I was distracted as we went to check our bags, and we met my grandfather at the airport. The word was thumping in my head, it drowned out everything else. The more I breathed the air and saw the streets and heard the high-pitched honking of the cars the louder the drumbeat grew. When my grandfather's car pulled up in front of our old apartment building the drumbeat exploded into thunderclaps. Home, home, home. You are home.
It was staggering how wholly foreign a place could be, yet how achingly familiar. Logically, I understood that Cairo was not home. I didn't speak the language, nor was I familiar with their culture or daily life; I was a Canadian through-and-through. I would never in my life be able to fit into this place. But despite all of that I felt the most deafening sense of belonging.
As I stood there, staring up at the decrepit old building, fuzzy-dreamlike images from my childhood began to shake off their cobwebs and dance to life. Things half-remembered and vaguely recalled were suddenly available to me, whole and full with stunning clarity. All at once I was experiencing a ballet of senses; the crumbled sidewalk and the thin cake of sand on everything in site and the incessant honking of Cairo drivers and the stiff, dry, heat came together with the air that smelled like honey and jasmine and I was five years old again. I was five years old, skipping home from school, staring up at the same building, whole-heartedly believing that it was prettier than the pyramids.

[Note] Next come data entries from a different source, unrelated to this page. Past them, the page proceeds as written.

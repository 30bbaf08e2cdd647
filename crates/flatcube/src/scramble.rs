//! Bounded random-move driver.

use flatcube_core::{CubeState, InvalidLayerError, Layers};
use flatcube_draw::{Net, NetLayout};
use log::warn;
use rand::Rng;

/// Hard cap on scramble macro-steps; longer requests are clamped.
pub const MAX_SCRAMBLE_STEPS: u32 = 10;

/// One logged snapshot: which call produced it, plus the net afterwards.
#[derive(Debug, Clone, PartialEq, Eq)]
pub struct ScrambleEntry {
    /// `"<iteration>_<direction>: <index>"`, e.g. `"0_left: 2"` or
    /// `"3_up: all"`.
    pub descriptor: String,
    /// The unfolded cube right after the call.
    pub net: Net,
}

type TurnFn = fn(&mut CubeState, Layers) -> Result<(), InvalidLayerError>;

const TURNS: [(&str, TurnFn); 4] = [
    ("left", CubeState::rotate_left),
    ("right", CubeState::rotate_right),
    ("up", CubeState::rotate_up),
    ("down", CubeState::rotate_down),
];

/// Scrambles `cube` in place for up to [`MAX_SCRAMBLE_STEPS`] macro-steps
/// (longer requests are clamped, not rejected).
///
/// Each macro-step turns left, right, up, then down, each on an index
/// drawn uniformly from all-layers plus every single layer, and records a
/// snapshot after every call: `4 * steps` entries in call order. The RNG
/// is injected, so a seeded generator reproduces a scramble exactly.
pub fn scramble(
    cube: &mut CubeState,
    steps: u32,
    rng: &mut impl Rng,
) -> Result<Vec<ScrambleEntry>, InvalidLayerError> {
    let steps = if steps > MAX_SCRAMBLE_STEPS {
        warn!("clamping scramble from {steps} to {MAX_SCRAMBLE_STEPS} steps");
        MAX_SCRAMBLE_STEPS
    } else {
        steps
    };

    let layout = NetLayout::cross();
    let mut log = Vec::with_capacity(steps as usize * TURNS.len());
    for iteration in 0..steps {
        for (name, turn) in TURNS {
            let layers = random_layers(cube.size(), rng);
            turn(cube, layers)?;
            log.push(ScrambleEntry {
                descriptor: format!("{iteration}_{name}: {layers}"),
                net: Net::unfold(cube, &layout),
            });
        }
    }
    Ok(log)
}

/// Draws uniformly from all-layers plus each single layer.
fn random_layers(size: usize, rng: &mut impl Rng) -> Layers {
    match rng.random_range(0..=size) {
        0 => Layers::All,
        index => Layers::One(index),
    }
}

#[cfg(test)]
mod tests {
    use flatcube_core::{Face, Sticker};
    use flatcube_core::strum::IntoEnumIterator;
    use pretty_assertions::assert_eq;
    use rand::SeedableRng;
    use rand_chacha::ChaCha12Rng;

    use super::*;

    #[test]
    fn test_steps_are_clamped_to_ten() {
        let mut rng = ChaCha12Rng::seed_from_u64(7);
        let mut cube = CubeState::new(3);
        let log = scramble(&mut cube, 15, &mut rng).unwrap();
        assert_eq!(log.len(), 40);

        // A clamped run is exactly the 10-step run with the same seed.
        let mut rng = ChaCha12Rng::seed_from_u64(7);
        let mut cube10 = CubeState::new(3);
        let log10 = scramble(&mut cube10, 10, &mut rng).unwrap();
        assert_eq!(log, log10);
        assert_eq!(cube, cube10);
    }

    #[test]
    fn test_descriptors_follow_call_order() {
        let mut rng = ChaCha12Rng::seed_from_u64(0);
        let mut cube = CubeState::new(3);
        let log = scramble(&mut cube, 2, &mut rng).unwrap();
        assert_eq!(log.len(), 8);

        let prefixes: Vec<String> = log
            .iter()
            .map(|entry| {
                let (prefix, index) = entry.descriptor.split_once(": ").unwrap();
                assert!(
                    index == "all" || matches!(index.parse::<usize>(), Ok(1..=3)),
                    "bad index in {:?}",
                    entry.descriptor
                );
                prefix.to_string()
            })
            .collect();
        assert_eq!(
            prefixes,
            [
                "0_left", "0_right", "0_up", "0_down", "1_left", "1_right", "1_up", "1_down",
            ]
        );
    }

    #[test]
    fn test_same_seed_reproduces_scramble() {
        let run = |seed| {
            let mut rng = ChaCha12Rng::seed_from_u64(seed);
            let mut cube = CubeState::new(3);
            let log = scramble(&mut cube, 10, &mut rng).unwrap();
            (cube, log)
        };
        assert_eq!(run(123), run(123));
        assert_ne!(run(123).0, run(456).0);
    }

    #[test]
    fn test_scramble_conserves_stickers() {
        let mut rng = ChaCha12Rng::seed_from_u64(99);
        let mut cube = CubeState::new(3);
        scramble(&mut cube, 10, &mut rng).unwrap();
        for sticker in Sticker::iter() {
            let count: usize = Face::iter()
                .map(|face| cube.face(face).cells().filter(|&&s| s == sticker).count())
                .sum();
            assert_eq!(count, 9, "{sticker}");
        }
    }
}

Basking in the glow of the warm embers of memories, I felt safe and I felt real and I felt right. Egypt was home and that was all there was to it. Nothing has ever made as much sense to me in the moment, yet so little out of it as that did.

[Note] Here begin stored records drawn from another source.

//! Static turn topology: belts, caps, and alignment corrections.

use serde::{Deserialize, Serialize};
use strum::{Display, EnumIter};

use crate::Face;

/// One of the two turn axes of the cube.
///
/// Turning about an axis cyclically shifts layer slices through that axis's
/// belt of four side faces and, for outer layers, spins one cap face in
/// place.
#[derive(Serialize, Deserialize, Display, EnumIter, Debug, Copy, Clone, PartialEq, Eq, Hash)]
#[serde(rename_all = "snake_case")]
#[strum(serialize_all = "snake_case")]
pub enum Axis {
    /// Shifts rows through Front, Right, Back, Left; caps are Top (near,
    /// layer 1) and Bottom (far, layer N).
    Yaw,
    /// Shifts columns through Front, Top, Back, Bottom; caps are Left
    /// (near, layer 1) and Right (far, layer N).
    Pitch,
}

impl Axis {
    /// The static topology for this axis.
    pub fn topology(self) -> &'static AxisTopology {
        match self {
            Axis::Yaw => &YAW,
            Axis::Pitch => &PITCH,
        }
    }
}

/// Whether an axis's layer index selects rows or columns of the belt faces.
#[derive(Debug, Copy, Clone, PartialEq, Eq)]
pub enum SliceKind {
    /// Layer `i` is row `i` of each aligned belt face.
    Rows,
    /// Layer `i` is column `i` of each aligned belt face.
    Cols,
}

/// Static description of how one axis threads through the six faces.
///
/// Face grids are stored in the orientation they take in the unfolded net,
/// so the same layer index does not line up across a belt as stored. The
/// `alignment` entry for each belt face is the reversible whole-grid
/// rotation that brings it into a shared frame where the index does line
/// up; the turn engine applies it before slicing and undoes it afterwards.
#[derive(Debug, Copy, Clone, PartialEq, Eq)]
pub struct AxisTopology {
    /// The four side faces, in cyclic shift order.
    pub belt: [Face; 4],
    /// Per belt face, the alignment correction in counterclockwise quarter
    /// turns.
    pub alignment: [i8; 4],
    /// Cap spun by turns of layer 1.
    pub near_cap: Face,
    /// Cap spun by turns of layer N.
    pub far_cap: Face,
    /// Index kind the layer number selects on the aligned belt faces.
    pub slices: SliceKind,
}

/// Belt, caps, and alignment for turns about the top-bottom poles.
pub const YAW: AxisTopology = AxisTopology {
    belt: [Face::Front, Face::Right, Face::Back, Face::Left],
    alignment: [0, -1, -2, 1],
    near_cap: Face::Top,
    far_cap: Face::Bottom,
    slices: SliceKind::Rows,
};

/// Belt, caps, and alignment for turns about the left-right poles.
pub const PITCH: AxisTopology = AxisTopology {
    belt: [Face::Front, Face::Top, Face::Back, Face::Bottom],
    alignment: [0, 0, 0, 2],
    near_cap: Face::Left,
    far_cap: Face::Right,
    slices: SliceKind::Cols,
};

#[cfg(test)]
mod tests {
    use strum::IntoEnumIterator;

    use super::*;

    #[test]
    fn test_belts_and_caps_partition_the_faces() {
        for axis in Axis::iter() {
            let topo = axis.topology();
            let mut faces: Vec<Face> = topo.belt.to_vec();
            faces.push(topo.near_cap);
            faces.push(topo.far_cap);
            faces.sort();
            faces.dedup();
            assert_eq!(faces.len(), Face::COUNT, "{axis:?}");
        }
    }

    #[test]
    fn test_caps_are_opposite_poles() {
        for axis in Axis::iter() {
            let topo = axis.topology();
            assert_eq!(topo.near_cap.opposite(), topo.far_cap);
        }
    }
}
//! Cube state: one sticker grid per face.

use itertools::Itertools;
use strum::IntoEnumIterator;

use crate::{Face, FaceColors, Grid, PerFace, ShapeError, Sticker};

/// Default side length for a cube.
pub const DEFAULT_CUBE_SIZE: usize = 3;

/// The full sticker arrangement of a cube: exactly one square grid per face.
///
/// A cube is created solved and then mutated in place by layer turns. Faces
/// are never added, removed, or swapped for another identity; only their
/// contents change. Turn logic lives in [`crate::rotate_layer`] and takes
/// the state as an explicit argument, so independent cubes can coexist.
#[derive(Debug, Clone, PartialEq, Eq)]
pub struct CubeState {
    size: usize,
    faces: PerFace<Grid<Sticker>>,
}

impl Default for CubeState {
    fn default() -> Self {
        Self::new(DEFAULT_CUBE_SIZE)
    }
}

impl CubeState {
    /// Returns a solved cube with the default color assignment.
    pub fn new(size: usize) -> Self {
        Self::with_colors(size, FaceColors::default())
    }

    /// Returns a solved cube, each face solid in its assigned color.
    pub fn with_colors(size: usize, colors: FaceColors) -> Self {
        Self {
            size,
            faces: PerFace::from_fn(|face| Grid::filled(size, colors.0[face])),
        }
    }

    /// Side length of each face.
    pub fn size(&self) -> usize {
        self.size
    }

    /// Read access to one face's grid.
    pub fn face(&self, face: Face) -> &Grid<Sticker> {
        &self.faces[face]
    }

    /// Write access to one face's grid.
    pub fn face_mut(&mut self, face: Face) -> &mut Grid<Sticker> {
        &mut self.faces[face]
    }

    /// Installs a new grid for `face`.
    ///
    /// The only validation is the shape check; any sticker arrangement is
    /// accepted. Whether the arrangement is reachable by turns is not this
    /// crate's concern.
    pub fn replace_face(&mut self, face: Face, grid: Grid<Sticker>) -> Result<(), ShapeError> {
        if grid.size() != self.size {
            return Err(ShapeError {
                expected: self.size,
                rows: grid.size(),
                cols: grid.size(),
            });
        }
        self.faces[face] = grid;
        Ok(())
    }

    /// Returns whether every face is solid in a single color.
    pub fn is_solved(&self) -> bool {
        Face::iter().all(|face| self.face(face).cells().all_equal())
    }
}

#[cfg(test)]
mod tests {
    use pretty_assertions::assert_eq;

    use super::*;

    #[test]
    fn test_solved_construction() {
        let cube = CubeState::new(3);
        assert!(cube.is_solved());
        let colors = FaceColors::default();
        for face in Face::iter() {
            let grid = cube.face(face);
            assert_eq!(grid.size(), 3);
            assert!(grid.cells().all(|&s| s == colors.0[face]));
        }
    }

    #[test]
    fn test_each_color_used_once() {
        let colors = FaceColors::default();
        let mut seen: Vec<Sticker> = Face::iter().map(|face| colors.0[face]).collect();
        seen.sort();
        seen.dedup();
        assert_eq!(seen.len(), Sticker::COUNT);
    }

    #[test]
    fn test_replace_face_checks_shape() {
        let mut cube = CubeState::new(3);
        let err = cube
            .replace_face(Face::Front, Grid::filled(4, Sticker::Red))
            .unwrap_err();
        assert_eq!(
            err,
            ShapeError {
                expected: 3,
                rows: 4,
                cols: 4,
            }
        );
        assert!(cube.is_solved());

        cube.replace_face(Face::Front, Grid::filled(3, Sticker::Red))
            .unwrap();
        assert_eq!(cube.face(Face::Front), &Grid::filled(3, Sticker::Red));
    }
}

I spent ten days there five in our old apartment building, two in Luxor and three at our beach house in Alexandria. Although my grandfather had been living there, our old apartment had been exactly as we'd left it down to the Johnny Bravo stickers on the frame of the bunk bed my brother and I once shared. It was like living in someone else's life all these memories I didn't know I had continued to materialize out of thin air at the slightest provocation. I could suddenly remember my brother and I throwing paper airplanes at the street cleaners from our balcony until they would yell strange curses we couldn't understand up at us, shaking their fists and spitting. I could remember the way to the bakery and what fig cookies looked like. I remembered the way to a park I'd played at as a child and how to get to the lion cage in the Cairo Zoo; and once I got there I remembered how it felt when the lion-keeper had handed me a metal pole and a chunk of meat almost as big as I was to feed to one of the enormous males.
I'm under no false illusions that I could ever live in Egypt. I do not hold some holier-than-thou belief that I have some kind of right to the country because it was my home for a couple of years. I understand that I will always be a foreigner there and nothing can change that. None of these things alter the fact that it is my home. It always will be.